* **Extracted information**:
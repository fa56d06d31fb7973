//! Built-in roles and the default permission table.
//!
//! | Role   | Inherits     | Default permissions                                  |
//! |--------|--------------|------------------------------------------------------|
//! | admin  | user, viewer | every built-in permission                            |
//! | user   | viewer       | create/read/update workspaces, read providers        |
//! | viewer | none         | read workspaces and providers                        |
//!
//! The table is materialized by [`RbacConfig::defaults`] and injected into the
//! service at construction; nothing here is global or mutable.

use std::collections::{BTreeMap, BTreeSet};

use super::models::{Permission, RoleId};

/// Built-in roles.
#[derive(Debug, Clone, Copy, PartialEq, Eq, Hash)]
pub enum PredefinedRole {
    Admin,
    User,
    Viewer,
}

impl PredefinedRole {
    /// Get the role identifier string.
    pub fn id(&self) -> &'static str {
        match self {
            Self::Admin => "admin",
            Self::User => "user",
            Self::Viewer => "viewer",
        }
    }

    pub fn role_id(&self) -> RoleId {
        RoleId::new(self.id())
    }

    pub fn description(&self) -> &'static str {
        match self {
            Self::Admin => "Full access to users, system settings, audit logs, workspaces and providers",
            Self::User => "Create and manage own workspaces; read providers",
            Self::Viewer => "Read-only access to workspaces and providers",
        }
    }

    /// Roles this role inherits directly.
    pub fn inherits(&self) -> &'static [PredefinedRole] {
        match self {
            Self::Admin => &[Self::User, Self::Viewer],
            Self::User => &[Self::Viewer],
            Self::Viewer => &[],
        }
    }

    /// Default permission grants for this role.
    pub fn permissions(&self) -> BTreeSet<Permission> {
        match self {
            Self::Admin => builtin_permissions().into_iter().collect(),
            Self::User => [
                Permission::new("workspace", "create"),
                Permission::new("workspace", "read"),
                Permission::new("workspace", "update"),
                Permission::new("provider", "read"),
            ]
            .into_iter()
            .collect(),
            Self::Viewer => [
                Permission::new("workspace", "read"),
                Permission::new("provider", "read"),
            ]
            .into_iter()
            .collect(),
        }
    }

    pub fn all() -> [PredefinedRole; 3] {
        [Self::Admin, Self::User, Self::Viewer]
    }

    pub fn from_id(id: &str) -> Option<Self> {
        Self::all().into_iter().find(|r| r.id() == id)
    }
}

/// Every permission the platform defines.
pub fn builtin_permissions() -> Vec<Permission> {
    const TABLE: &[(&str, &[&str])] = &[
        ("user", &["create", "read", "update", "delete", "manage"]),
        ("system", &["read", "update", "manage"]),
        ("audit", &["read", "export", "manage"]),
        ("workspace", &["create", "read", "update", "delete", "manage"]),
        ("provider", &["read", "manage"]),
    ];

    TABLE
        .iter()
        .flat_map(|(resource, actions)| actions.iter().map(move |a| Permission::new(*resource, *a)))
        .collect()
}

// ═══════════════════════════════════════════════════════════════════════════════
// Engine configuration
// ═══════════════════════════════════════════════════════════════════════════════

/// Static RBAC configuration: the inheritance table and the permissions
/// seeded at bootstrap.
#[derive(Debug, Clone, Default, PartialEq, Eq)]
pub struct RbacConfig {
    /// role → roles it inherits directly
    pub hierarchy: BTreeMap<RoleId, Vec<RoleId>>,
    /// role → permissions seeded at construction
    pub default_permissions: BTreeMap<RoleId, BTreeSet<Permission>>,
}

impl RbacConfig {
    /// An empty configuration: no inheritance and nothing to seed.
    pub fn empty() -> Self {
        Self::default()
    }

    /// The built-in admin/user/viewer table.
    pub fn defaults() -> Self {
        PredefinedRole::all()
            .into_iter()
            .fold(Self::empty(), |config, role| {
                config
                    .with_role(role.id(), role.inherits().iter().map(|r| r.id()))
                    .with_default_permissions(role.id(), role.permissions())
            })
    }

    /// Declare a role and the roles it inherits directly.
    pub fn with_role<I, S>(mut self, role: impl Into<RoleId>, inherits: I) -> Self
    where
        I: IntoIterator<Item = S>,
        S: Into<RoleId>,
    {
        self.hierarchy
            .insert(role.into(), inherits.into_iter().map(Into::into).collect());
        self
    }

    /// Add permissions seeded for `role` at bootstrap.
    pub fn with_default_permissions<I>(mut self, role: impl Into<RoleId>, permissions: I) -> Self
    where
        I: IntoIterator<Item = Permission>,
    {
        self.default_permissions
            .entry(role.into())
            .or_default()
            .extend(permissions);
        self
    }

    /// Total number of rows bootstrap will try to seed.
    pub fn default_grant_count(&self) -> usize {
        self.default_permissions.values().map(BTreeSet::len).sum()
    }
}

// ═══════════════════════════════════════════════════════════════════════════════
// Tests
// ═══════════════════════════════════════════════════════════════════════════════

#[cfg(test)]
mod tests {
    use super::*;

    #[test]
    fn test_admin_gets_every_builtin_permission() {
        let admin = PredefinedRole::Admin.permissions();
        assert_eq!(admin.len(), builtin_permissions().len());
        assert!(admin.contains(&Permission::new("audit", "export")));
        assert!(admin.contains(&Permission::new("user", "manage")));
    }

    #[test]
    fn test_user_and_viewer_permissions() {
        let user = PredefinedRole::User.permissions();
        assert!(user.contains(&Permission::new("workspace", "update")));
        assert!(!user.contains(&Permission::new("workspace", "delete")));

        let viewer = PredefinedRole::Viewer.permissions();
        assert_eq!(viewer.len(), 2);
        assert!(!viewer.contains(&Permission::new("workspace", "create")));
    }

    #[test]
    fn test_defaults_table() {
        let config = RbacConfig::defaults();
        assert_eq!(
            config.hierarchy[&RoleId::new("admin")],
            vec![RoleId::new("user"), RoleId::new("viewer")]
        );
        assert!(config.hierarchy[&RoleId::new("viewer")].is_empty());
        assert_eq!(config.default_grant_count(), 18 + 4 + 2);
    }

    #[test]
    fn test_defaults_is_pure() {
        assert_eq!(RbacConfig::defaults(), RbacConfig::defaults());
    }

    #[test]
    fn test_role_ids() {
        assert_eq!(PredefinedRole::from_id("user"), Some(PredefinedRole::User));
        assert_eq!(PredefinedRole::from_id("operator"), None);
    }
}
//! Logout request and response types.

use serde::{Deserialize, Serialize};

use super::blacklist::BlacklistStats;
use crate::error::{AccessError, Result};
use crate::rbac::models::UserId;

/// Logout request as it arrives on the wire.
#[derive(Debug, Clone, Default, Serialize, Deserialize)]
pub struct LogoutRequest {
    pub user_id: UserId,
    #[serde(default)]
    pub token: String,
    #[serde(default = "default_auth_type")]
    pub auth_type: String,
    #[serde(default)]
    pub provider: Option<String>,
    #[serde(default)]
    pub id_token: Option<String>,
    #[serde(default)]
    pub post_logout_redirect_uri: Option<String>,
    /// Client address recorded in the audit trail
    #[serde(default)]
    pub ip_address: Option<String>,
    #[serde(default)]
    pub user_agent: Option<String>,
}

fn default_auth_type() -> String {
    "jwt".to_string()
}

impl LogoutRequest {
    pub fn jwt(user_id: impl Into<UserId>, token: impl Into<String>) -> Self {
        Self {
            user_id: user_id.into(),
            token: token.into(),
            auth_type: default_auth_type(),
            ..Default::default()
        }
    }

    pub fn oidc(user_id: impl Into<UserId>, provider: impl Into<String>) -> Self {
        Self {
            user_id: user_id.into(),
            auth_type: "oidc".to_string(),
            provider: Some(provider.into()),
            ..Default::default()
        }
    }

    pub fn id_token(mut self, id_token: impl Into<String>) -> Self {
        self.id_token = Some(id_token.into());
        self
    }

    pub fn redirect_to(mut self, uri: impl Into<String>) -> Self {
        self.post_logout_redirect_uri = Some(uri.into());
        self
    }

    /// Resolve the wire `auth_type` into a typed method. Matching is exact.
    pub fn method(&self) -> Result<LogoutMethod> {
        match self.auth_type.as_str() {
            "jwt" => {
                if self.token.is_empty() {
                    return Err(AccessError::validation("token is required for jwt logout"));
                }
                Ok(LogoutMethod::Jwt {
                    token: self.token.clone(),
                })
            }
            "oidc" => {
                let provider = self
                    .provider
                    .clone()
                    .filter(|p| !p.is_empty())
                    .ok_or_else(|| AccessError::validation("provider is required for oidc logout"))?;
                Ok(LogoutMethod::Oidc {
                    provider,
                    id_token: self.id_token.clone(),
                    post_logout_redirect_uri: self.post_logout_redirect_uri.clone(),
                })
            }
            other => Err(AccessError::unsupported_auth_type(other)),
        }
    }
}

/// How a session is terminated.
#[derive(Debug, Clone, PartialEq, Eq)]
pub enum LogoutMethod {
    Jwt {
        token: String,
    },
    Oidc {
        provider: String,
        id_token: Option<String>,
        post_logout_redirect_uri: Option<String>,
    },
}

#[derive(Debug, Clone, PartialEq, Eq, Serialize, Deserialize)]
pub struct LogoutResponse {
    pub success: bool,
    pub message: String,
    #[serde(skip_serializing_if = "Option::is_none")]
    pub logout_url: Option<String>,
    #[serde(skip_serializing_if = "Option::is_none")]
    pub post_logout_redirect_uri: Option<String>,
}

/// Result of a batch logout where every token succeeded.
#[derive(Debug, Clone, Serialize, Deserialize)]
pub struct BatchLogoutSummary {
    pub total: usize,
    pub blacklisted: usize,
}

#[derive(Debug, Clone, Serialize, Deserialize)]
pub struct LogoutStats {
    pub blacklist: BlacklistStats,
    pub token_max_lifetime_secs: u64,
}
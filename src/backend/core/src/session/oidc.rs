//! OpenID Connect RP-initiated logout.

use async_trait::async_trait;
use reqwest::{StatusCode, Url};
use std::collections::HashMap;
use tracing::{debug, instrument, warn};

use crate::config::{OidcConfig, OidcProviderConfig};
use crate::error::{AccessError, ErrorCode, ErrorContext, Result};
use crate::rbac::models::UserId;

/// Identity provider operations the logout service depends on.
#[async_trait]
pub trait OidcClient: Send + Sync {
    /// Back-channel end-session call.
    async fn end_session(
        &self,
        user_id: &UserId,
        provider: &str,
        id_token: Option<&str>,
        post_logout_redirect_uri: Option<&str>,
    ) -> Result<()>;

    /// Front-channel URL the browser should visit to finish logout.
    async fn logout_url(&self, provider: &str, post_logout_redirect_uri: Option<&str>) -> Result<String>;
}

/// `reqwest`-backed client for providers listed in [`OidcConfig`].
pub struct HttpOidcClient {
    http: reqwest::Client,
    providers: HashMap<String, OidcProviderConfig>,
}

impl HttpOidcClient {
    pub fn new(config: &OidcConfig) -> Result<Self> {
        let http = reqwest::Client::builder()
            .timeout(config.request_timeout)
            .build()
            .context(ErrorCode::ConfigurationError, "Failed to build OIDC HTTP client")?;

        Ok(Self {
            http,
            providers: config.providers.clone(),
        })
    }

    fn provider(&self, name: &str) -> Result<&OidcProviderConfig> {
        self.providers
            .get(name)
            .ok_or_else(|| AccessError::validation(format!("unknown OIDC provider: {}", name)))
    }

    fn endpoint(provider: &OidcProviderConfig) -> Result<Url> {
        Url::parse(&provider.end_session_endpoint)
            .context(ErrorCode::InvalidConfiguration, "Invalid end-session endpoint")
    }
}

#[async_trait]
impl OidcClient for HttpOidcClient {
    #[instrument(skip(self, id_token), fields(user_id = %user_id))]
    async fn end_session(
        &self,
        user_id: &UserId,
        provider: &str,
        id_token: Option<&str>,
        post_logout_redirect_uri: Option<&str>,
    ) -> Result<()> {
        let config = self.provider(provider)?;
        let mut url = Self::endpoint(config)?;
        {
            let mut query = url.query_pairs_mut();
            if let Some(id_token) = id_token.filter(|t| !t.is_empty()) {
                query.append_pair("id_token_hint", id_token);
            }
            if let Some(redirect) = post_logout_redirect_uri.filter(|r| !r.is_empty()) {
                query.append_pair("post_logout_redirect_uri", redirect);
            }
            query.append_pair("client_id", &config.client_id);
        }

        let response = self.http.get(url).send().await?;
        let status = response.status();

        if status.is_success() || status.is_redirection() {
            debug!(%status, "End-session accepted");
            return Ok(());
        }

        warn!(%status, "End-session rejected by identity provider");
        if status.is_server_error() || status == StatusCode::TOO_MANY_REQUESTS {
            Err(AccessError::unavailable(
                format!("OIDC provider {}", provider),
                format!("end-session returned {}", status),
            ))
        } else {
            Err(AccessError::with_internal(
                ErrorCode::IdentityProviderError,
                "Identity provider rejected the logout",
                format!("end-session returned {}", status),
            )
            .with_context("provider", provider))
        }
    }

    async fn logout_url(&self, provider: &str, post_logout_redirect_uri: Option<&str>) -> Result<String> {
        let config = self.provider(provider)?;
        let mut url = Self::endpoint(config)?;
        {
            let mut query = url.query_pairs_mut();
            if let Some(redirect) = post_logout_redirect_uri.filter(|r| !r.is_empty()) {
                query.append_pair("post_logout_redirect_uri", redirect);
            }
            query.append_pair("client_id", &config.client_id);
        }
        Ok(url.into())
    }
}

#[cfg(test)]
mod tests {
    use super::*;
    use crate::error::ErrorKind;
    use std::time::Duration;
    use wiremock::matchers::{method, path, query_param};
    use wiremock::{Mock, MockServer, ResponseTemplate};

    fn client(endpoint: &str) -> HttpOidcClient {
        let mut providers = HashMap::new();
        providers.insert(
            "keycloak".to_string(),
            OidcProviderConfig {
                client_id: "portal".to_string(),
                end_session_endpoint: endpoint.to_string(),
            },
        );
        HttpOidcClient::new(&OidcConfig {
            request_timeout: Duration::from_secs(2),
            providers,
        })
        .unwrap()
    }

    #[tokio::test]
    async fn test_end_session_sends_hint_and_client() {
        let server = MockServer::start().await;
        Mock::given(method("GET"))
            .and(path("/logout"))
            .and(query_param("id_token_hint", "idt"))
            .and(query_param("post_logout_redirect_uri", "https://app/bye"))
            .and(query_param("client_id", "portal"))
            .respond_with(ResponseTemplate::new(200))
            .expect(1)
            .mount(&server)
            .await;

        let c = client(&format!("{}/logout", server.uri()));
        c.end_session(&UserId::new("u1"), "keycloak", Some("idt"), Some("https://app/bye"))
            .await
            .unwrap();
    }

    #[tokio::test]
    async fn test_server_error_is_unavailable() {
        let server = MockServer::start().await;
        Mock::given(method("GET"))
            .respond_with(ResponseTemplate::new(503))
            .mount(&server)
            .await;

        let c = client(&format!("{}/logout", server.uri()));
        let err = c
            .end_session(&UserId::new("u1"), "keycloak", None, None)
            .await
            .unwrap_err();
        assert_eq!(err.kind(), ErrorKind::Unavailable);
    }

    #[tokio::test]
    async fn test_transport_error_omits_id_token() {
        let c = client("http://127.0.0.1:1/logout");
        let id_token = "eyJhbGciOiJIUzI1NiJ9.eyJzdWIiOiJ1MSJ9.SECRETSIG";
        let err = c
            .end_session(&UserId::new("u1"), "keycloak", Some(id_token), None)
            .await
            .unwrap_err();

        assert_eq!(err.kind(), ErrorKind::Unavailable);
        for rendered in [err.to_string(), format!("{:?}", err), err.internal_message().unwrap_or_default().to_string()] {
            assert!(!rendered.contains("SECRETSIG"), "{}", rendered);
            assert!(!rendered.contains("id_token_hint"), "{}", rendered);
        }
    }

    #[tokio::test]
    async fn test_unknown_provider_is_validation() {
        let c = client("https://idp.example.com/logout");
        let err = c.logout_url("okta", None).await.unwrap_err();
        assert_eq!(err.kind(), ErrorKind::Validation);
    }

    #[tokio::test]
    async fn test_logout_url_encodes_redirect() {
        let c = client("https://idp.example.com/logout");
        let url = c.logout_url("keycloak", Some("https://app/bye?x=1")).await.unwrap();
        assert_eq!(
            url,
            "https://idp.example.com/logout?post_logout_redirect_uri=https%3A%2F%2Fapp%2Fbye%3Fx%3D1&client_id=portal"
        );
    }
}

* **Required work**: Give again, exactly as written, the lines running from the first line of the data above through the line that contains "and manage own".

* **Your solution**:
repository fa56d06d31fb7973
//! Built-in roles and the default permission table.
//!
//! | Role   | Inherits     | Default permissions                                  |
//! |--------|--------------|------------------------------------------------------|
//! | admin  | user, viewer | every built-in permission                            |
//! | user   | viewer       | create/read/update workspaces, read providers        |
//! | viewer | none         | read workspaces and providers                        |
//!
//! The table is materialized by [`RbacConfig::defaults`] and injected into the
//! service at construction; nothing here is global or mutable.

use std::collections::{BTreeMap, BTreeSet};

use super::models::{Permission, RoleId};

/// Built-in roles.
#[derive(Debug, Clone, Copy, PartialEq, Eq, Hash)]
pub enum PredefinedRole {
    Admin,
    User,
    Viewer,
}

impl PredefinedRole {
    /// Get the role identifier string.
    pub fn id(&self) -> &'static str {
        match self {
            Self::Admin => "admin",
            Self::User => "user",
            Self::Viewer => "viewer",
        }
    }

    pub fn role_id(&self) -> RoleId {
        RoleId::new(self.id())
    }

    pub fn description(&self) -> &'static str {
        match self {
            Self::Admin => "Full access to users, system settings, audit logs, workspaces and providers",
            Self::User => "Create and manage own workspaces; read providers",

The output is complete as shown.